Optimizing Docker Cache

The PR where these changes are applied is: https://github.com/k-candidate/helvetic/pull/1.

Before: 3min

After: 44s

This is a 75% reduction in build time.

References

• https://docs.docker.com/build/cache/
• https://docs.docker.com/build/cache/backends/
• https://docs.docker.com/build/cache/backends/registry/
• https://docs.docker.com/build/cache/backends/gha/
• https://docs.docker.com/build/cache/optimize/
• https://docs.docker.com/build/ci/github-actions/cache/
• https://github.com/docker/build-push-action/
• https://github.com/actions/cache
• https://github.com/reproducible-containers/buildkit-cache-dance
• https://www.youtube.com/watch?v=npC0W2CW_as
• https://www.youtube.com/watch?v=y9XssbBRIi4

My Notes

• Knowing how to optimize the build cache is a great tool for making sure the builds run fast.
• If a layer changes, all other layers that come after it are also affected. If a layer gets invalidated, all layers that follow will need to run again, too.
• A layer is reused from the build cache if the instruction and the files it depends on hasn’t changed since it was previously built. Reusing layers from the cache speeds up the build process because Docker doesn’t have to rebuild the layer again.
• The techniques one can use to optimize build caching and speed up the build process:
  • Order the layers: Try to make the expensive steps appear near the beginning of the Dockerfile. Steps that change often should appear near the end of the Dockerfile.
  • Keep the context small: The .dockerignore file works similarly to .gitignore files, and lets one exclude files and directories from the build context. Ignore-rules specified in the .dockerignore file apply to the entire build context, including subdirectories. Exclude temporary files, log files, and build artifacts.
  • Use bind mounts: The COPY and ADD instructions in a Dockerfile let you copy files from the build context into the build container. Using bind mounts is beneficial for build cache optimization because you’re not adding unnecessary layers to the cache. If you have build context that’s on the larger side, and it’s only used to generate an artifact, you’re better off using bind mounts to temporarily mount the source code required to generate the artifact into the build. If you use COPY to add the files to the build container, BuildKit will include all of those files in the cache, even if the files aren’t used in the final image.
  • Use cache mounts: Cache mounts are a way to specify a persistent cache location to be used during builds. The cache is cumulative across builds, so you can read and write to the cache multiple times. This persistent caching means that even if you need to rebuild a layer, you only download new or changed packages. Any unchanged packages are reused from the cache mount.
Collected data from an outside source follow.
//! Third-party plugin isolation.

mod avian;

pub use avian::CollisionLayer;

pub fn plugin(app: &mut bevy::prelude::App) {
    app.add_plugins(avian::plugin);
}
//! Menu overlays that sit on top of a screen.
//!
//! The `Menu` state is orthogonal to `GameState`: `Menu::Pause` appears while
//! `GameState::InGame` is active and freezes the session underneath.

mod pause;

use bevy::prelude::*;

use crate::screens::GameState;

/// Menu overlay states. Orthogonal to `GameState`.
#[derive(States, Debug, Clone, Copy, PartialEq, Eq, Hash, Default)]
#[states(scoped_entities)]
pub enum Menu {
    /// No menu overlay is active.
    #[default]
    None,
    /// Pause menu (shown in-game).
    Pause,
}

pub fn plugin(app: &mut App) {
    app.init_state::<Menu>();
    app.add_plugins(pause::plugin);

    // Pause/unpause virtual time when any menu overlay opens/closes.
    // This stops avian2d (FixedPostUpdate accumulates from Time<Virtual>)
    // and every timer-driven system: gun cooldowns, bullet lifetimes, explosions.
    app.add_systems(OnExit(Menu::None), pause_virtual_time);
    app.add_systems(OnEnter(Menu::None), unpause_virtual_time);
    app.add_systems(OnExit(GameState::InGame), close_menus);
}

fn pause_virtual_time(mut time: ResMut<Time<Virtual>>) {
    time.pause();
}

fn unpause_virtual_time(mut time: ResMut<Time<Virtual>>) {
    time.unpause();
}

fn close_menus(mut next_menu: ResMut<NextState<Menu>>) {
    next_menu.set(Menu::None);
}
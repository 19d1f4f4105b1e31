//! Testing utilities for Bevy systems.

#![cfg(test)]

use avian2d::prelude::LinearVelocity;
use bevy::ecs::query::QueryFilter;
use bevy::prelude::*;
use bevy::state::app::StatesPlugin;

use crate::gameplay::{EntityKind, Health, Weight, kind_stats};
use crate::menus::Menu;
use crate::screens::GameState;

/// Minimal headless app with states, input resources, and the signal bus.
///
/// No `InputPlugin`: it clears `just_pressed` every frame, so injected presses
/// would never reach the systems under test.
pub fn create_base_test_app() -> App {
    let mut app = App::new();
    app.add_plugins((MinimalPlugins, StatesPlugin));
    app.init_resource::<ButtonInput<KeyCode>>();
    app.init_resource::<ButtonInput<MouseButton>>();
    app.init_state::<GameState>();
    app.init_state::<Menu>();
    app.add_plugins(crate::signals::plugin);
    app
}

/// Moves the app into `GameState::InGame` and runs the transition.
pub fn transition_to_ingame(app: &mut App) {
    app.world_mut()
        .resource_mut::<NextState<GameState>>()
        .set(GameState::InGame);
    app.update();
}

/// Asserts that exactly `expected` entities match the filter `F`.
pub fn assert_entity_count<F: QueryFilter>(app: &mut App, expected: usize) {
    let mut query = app.world_mut().query_filtered::<Entity, F>();
    let actual = query.iter(app.world()).count();
    assert_eq!(
        actual, expected,
        "expected {expected} matching entities, found {actual}"
    );
}

/// Spawns a bare body (no physics engine components) at `position`.
pub fn spawn_test_body(
    world: &mut World,
    kind: EntityKind,
    position: Vec2,
    velocity: Vec2,
) -> Entity {
    let stats = kind_stats(kind);
    let transform = Transform::from_translation(position.extend(0.0));
    world
        .spawn((
            kind,
            Health::new(stats.max_health),
            Weight(stats.weight),
            LinearVelocity(velocity),
            transform,
            GlobalTransform::from(transform),
        ))
        .id()
}
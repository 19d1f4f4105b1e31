//! Space shooter entry point.

use bevy::prelude::*;

fn main() {
    App::new()
        .add_plugins(
            DefaultPlugins
                .set(WindowPlugin {
                    primary_window: Some(Window {
                        title: "Space Shooter".to_string(),
                        // Matches the 4:3 logical resolution.
                        resolution: (1024, 768).into(),
                        resizable: true,
                        ..default()
                    }),
                    ..default()
                })
                .set(ImagePlugin::default_nearest()),
        )
        .add_plugins(space_shooter::plugin)
        .run();
}
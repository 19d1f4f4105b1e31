//! Keyboard and mouse polling, folded into one [`PlayerInput`] per frame.

use bevy::prelude::*;
use bevy::window::PrimaryWindow;

use crate::camera::MainCamera;
use crate::gameplay::Player;
use crate::signals::FireRequested;
use crate::{GameSet, gameplay_running};

/// This frame's control state.
#[derive(Resource, Debug, Clone, Copy, Default, PartialEq)]
pub struct PlayerInput {
    /// Thrust direction, length 0 or 1.
    pub movement: Vec2,
    /// Cursor in world space, if the cursor is over the viewport.
    pub aim: Option<Vec2>,
    /// Fire control held.
    pub shooting: bool,
}

/// WASD / arrow keys as a normalized vector. Opposite keys cancel.
#[must_use]
pub fn movement_axis(keys: &ButtonInput<KeyCode>) -> Vec2 {
    let axis = |positive: [KeyCode; 2], negative: [KeyCode; 2]| {
        let mut value = 0.0;
        if keys.any_pressed(positive) {
            value += 1.0;
        }
        if keys.any_pressed(negative) {
            value -= 1.0;
        }
        value
    };
    Vec2::new(
        axis(
            [KeyCode::KeyD, KeyCode::ArrowRight],
            [KeyCode::KeyA, KeyCode::ArrowLeft],
        ),
        axis(
            [KeyCode::KeyW, KeyCode::ArrowUp],
            [KeyCode::KeyS, KeyCode::ArrowDown],
        ),
    )
    .normalize_or_zero()
}

/// Projects the cursor through the main camera. `None` when there is no
/// window, no camera, or the cursor is outside the letterboxed viewport.
fn cursor_world_position(
    windows: &Query<&Window, With<PrimaryWindow>>,
    cameras: &Query<(&Camera, &GlobalTransform), With<MainCamera>>,
) -> Option<Vec2> {
    let window = windows.single().ok()?;
    let (camera, camera_transform) = cameras.single().ok()?;
    cursor_to_world(camera, camera_transform, window.cursor_position()?)
}

/// Maps a window-space cursor to world space. The camera applies its own
/// viewport offset, so `cursor` goes in untouched.
#[must_use]
pub fn cursor_to_world(
    camera: &Camera,
    camera_transform: &GlobalTransform,
    cursor: Vec2,
) -> Option<Vec2> {
    let viewport = camera.logical_viewport_rect()?;
    if !viewport.contains(cursor) {
        return None;
    }
    camera.viewport_to_world_2d(camera_transform, cursor).ok()
}

/// Runs in `GameSet::Input`.
pub(crate) fn poll_input(
    keys: Res<ButtonInput<KeyCode>>,
    mouse: Res<ButtonInput<MouseButton>>,
    windows: Query<&Window, With<PrimaryWindow>>,
    cameras: Query<(&Camera, &GlobalTransform), With<MainCamera>>,
    mut input: ResMut<PlayerInput>,
) {
    *input = PlayerInput {
        movement: movement_axis(&keys),
        aim: cursor_world_position(&windows, &cameras),
        shooting: mouse.pressed(MouseButton::Left) || keys.pressed(KeyCode::Space),
    };
}

/// While shooting, asks the gun to fire toward the cursor, or straight ahead
/// when the cursor is unknown. Runs in `GameSet::Input`, after `poll_input`.
pub(crate) fn request_fire(
    input: Res<PlayerInput>,
    player: Query<&Transform, With<Player>>,
    mut fire: MessageWriter<FireRequested>,
) {
    if !input.shooting {
        return;
    }
    let Ok(transform) = player.single() else {
        return;
    };
    let facing = (transform.rotation * Vec3::Y).truncate();
    let aim = input
        .aim
        .map(|target| target - transform.translation.truncate())
        .and_then(Vec2::try_normalize)
        .unwrap_or(facing);
    fire.write(FireRequested { aim });
}

pub fn plugin(app: &mut App) {
    app.init_resource::<PlayerInput>();
    app.add_systems(
        Update,
        (poll_input, request_fire)
            .chain()
            .in_set(GameSet::Input)
            .run_if(gameplay_running),
    );
}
If using ephemeral CI agents, then this is not useful, except if you use something like https://github.com/reproducible-containers/buildkit-cache-dance.
  • Use an external cache: The default cache storage for builds is internal to the builder (BuildKit instance) you’re using. Each builder uses its own cache storage. When you switch between different builders, the cache is not shared between them. Using an external cache lets you define a remote location for pushing and pulling cache data. External caches are especially useful for CI/CD pipelines, where the builders are often ephemeral, and build minutes are precious. Reusing the cache between builds can drastically speed up the build process and reduce cost. You can even make use of the same cache in your local development environment.